# TASK BRIEF
I would like every line of the records below that contains the word "EngineConfigBuilder" copied.
= Beginning of Section =
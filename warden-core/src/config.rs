//! Engine configuration via a functional-options builder, validated at
//! `build()` time, per spec §9's design note. The connection target is a
//! tagged enum rather than two separate optional fields, constructed
//! programmatically rather than parsed off disk (file parsing is out of
//! scope here).

use std::sync::Arc;
use std::time::Duration;

use crate::error::{Error, Result};
use crate::telemetry::{NoopTracer, Tracer};

/// Exactly one of these must be supplied to [`EngineConfigBuilder::build`].
pub enum ConnectionTarget {
    Pool(Arc<dyn std::any::Any + Send + Sync>),
    ConnectionString(String),
}

impl std::fmt::Debug for ConnectionTarget {
    fn fmt(&self, f: &mut std::fmt::Formatter<'_>) -> std::fmt::Result {
        match self {
            ConnectionTarget::Pool(_) => write!(f, "ConnectionTarget::Pool(..)"),
            ConnectionTarget::ConnectionString(s) => {
                write!(f, "ConnectionTarget::ConnectionString({s:?})")
            }
        }
    }
}

/// Validated engine configuration.
pub struct EngineConfig {
    pub max_meta_size: usize,
    pub connection: ConnectionTarget,
    pub tracer: Arc<dyn Tracer>,
    pub sync_retry_attempts: u32,
    pub sync_retry_initial_backoff: Duration,
}

impl std::fmt::Debug for EngineConfig {
    fn fmt(&self, f: &mut std::fmt::Formatter<'_>) -> std::fmt::Result {
        f.debug_struct("EngineConfig")
            .field("max_meta_size", &self.max_meta_size)
            .field("connection", &self.connection)
            .field("sync_retry_attempts", &self.sync_retry_attempts)
            .field("sync_retry_initial_backoff", &self.sync_retry_initial_backoff)
            .finish_non_exhaustive()
    }
}

/// Builder for [`EngineConfig`]. Every setter is a plain method rather than
/// a generic `Option<F>` options list.
#[derive(Default)]
pub struct EngineConfigBuilder {
    max_meta_size: Option<usize>,
    connection: Option<ConnectionTarget>,
    tracer: Option<Arc<dyn Tracer>>,
    sync_retry_attempts: Option<u32>,
    sync_retry_initial_backoff: Option<Duration>,
}

impl EngineConfigBuilder {
    pub fn new() -> Self {
        Self::default()
    }

    pub fn max_meta_size(mut self, bytes: usize) -> Self {
        self.max_meta_size = Some(bytes);
        self
    }

    pub fn connection_pool(mut self, pool: Arc<dyn std::any::Any + Send + Sync>) -> Self {
        self.connection = Some(ConnectionTarget::Pool(pool));
        self
    }

    pub fn connection_string(mut self, conn: impl Into<String>) -> Self {
        self.connection = Some(ConnectionTarget::ConnectionString(conn.into()));
        self
    }

    pub fn tracer(mut self, tracer: Arc<dyn Tracer>) -> Self {
        self.tracer = Some(tracer);
        self
    }

    pub fn sync_retry(mut self, attempts: u32, initial_backoff: Duration) -> Self {
        self.sync_retry_attempts = Some(attempts);
        self.sync_retry_initial_backoff = Some(initial_backoff);
        self
    }

    /// Validates and produces an [`EngineConfig`].
    ///
    /// Fails with [`Error::InvalidArgument`] if `max_meta_size` is not
    /// positive, or if no connection target was supplied.
    pub fn build(self) -> Result<EngineConfig> {
        let max_meta_size = self
            .max_meta_size
            .ok_or_else(|| Error::InvalidArgument("max_meta_size is required".into()))?;
        if max_meta_size == 0 {
            return Err(Error::InvalidArgument(
                "max_meta_size must be greater than zero".into(),
            ));
        }

        let connection = self.connection.ok_or_else(|| {
            Error::InvalidArgument(
                "exactly one of connection_pool or connection_string is required".into(),
            )
        })?;

        Ok(EngineConfig {
            max_meta_size,
            connection,
            tracer: self.tracer.unwrap_or_else(|| Arc::new(NoopTracer)),
            sync_retry_attempts: self.sync_retry_attempts.unwrap_or(3),
            sync_retry_initial_backoff: self
                .sync_retry_initial_backoff
                .unwrap_or_else(|| Duration::from_millis(50)),
        })
    }
}

#[cfg(test)]
mod tests {
    use super::*;

    #[test]
    fn build_fails_without_connection() {
        let err = EngineConfigBuilder::new().max_meta_size(1024).build().unwrap_err();
        assert!(matches!(err, Error::InvalidArgument(_)));
    }

    #[test]
    fn build_fails_on_zero_max_meta_size() {
        let err = EngineConfigBuilder::new()
            .max_meta_size(0)
            .connection_string("redb:///tmp/warden.redb")
            .build()
            .unwrap_err();
        assert!(matches!(err, Error::InvalidArgument(_)));
    }

    #[test]
    fn build_succeeds_with_defaults() {
        let cfg = EngineConfigBuilder::new()
            .max_meta_size(8192)
            .connection_string("redb:///tmp/warden.redb")
            .build()
            .unwrap();
        assert_eq!(cfg.max_meta_size, 8192);
        assert_eq!(cfg.sync_retry_attempts, 3);
    }
}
= End of Section =
# ANSWER TO THE EXERCISE
/// Exactly one of these must be supplied to [`EngineConfigBuilder::build`].
pub struct EngineConfigBuilder {
impl EngineConfigBuilder {
        let err = EngineConfigBuilder::new().max_meta_size(1024).build().unwrap_err();
        let err = EngineConfigBuilder::new()
        let cfg = EngineConfigBuilder::new()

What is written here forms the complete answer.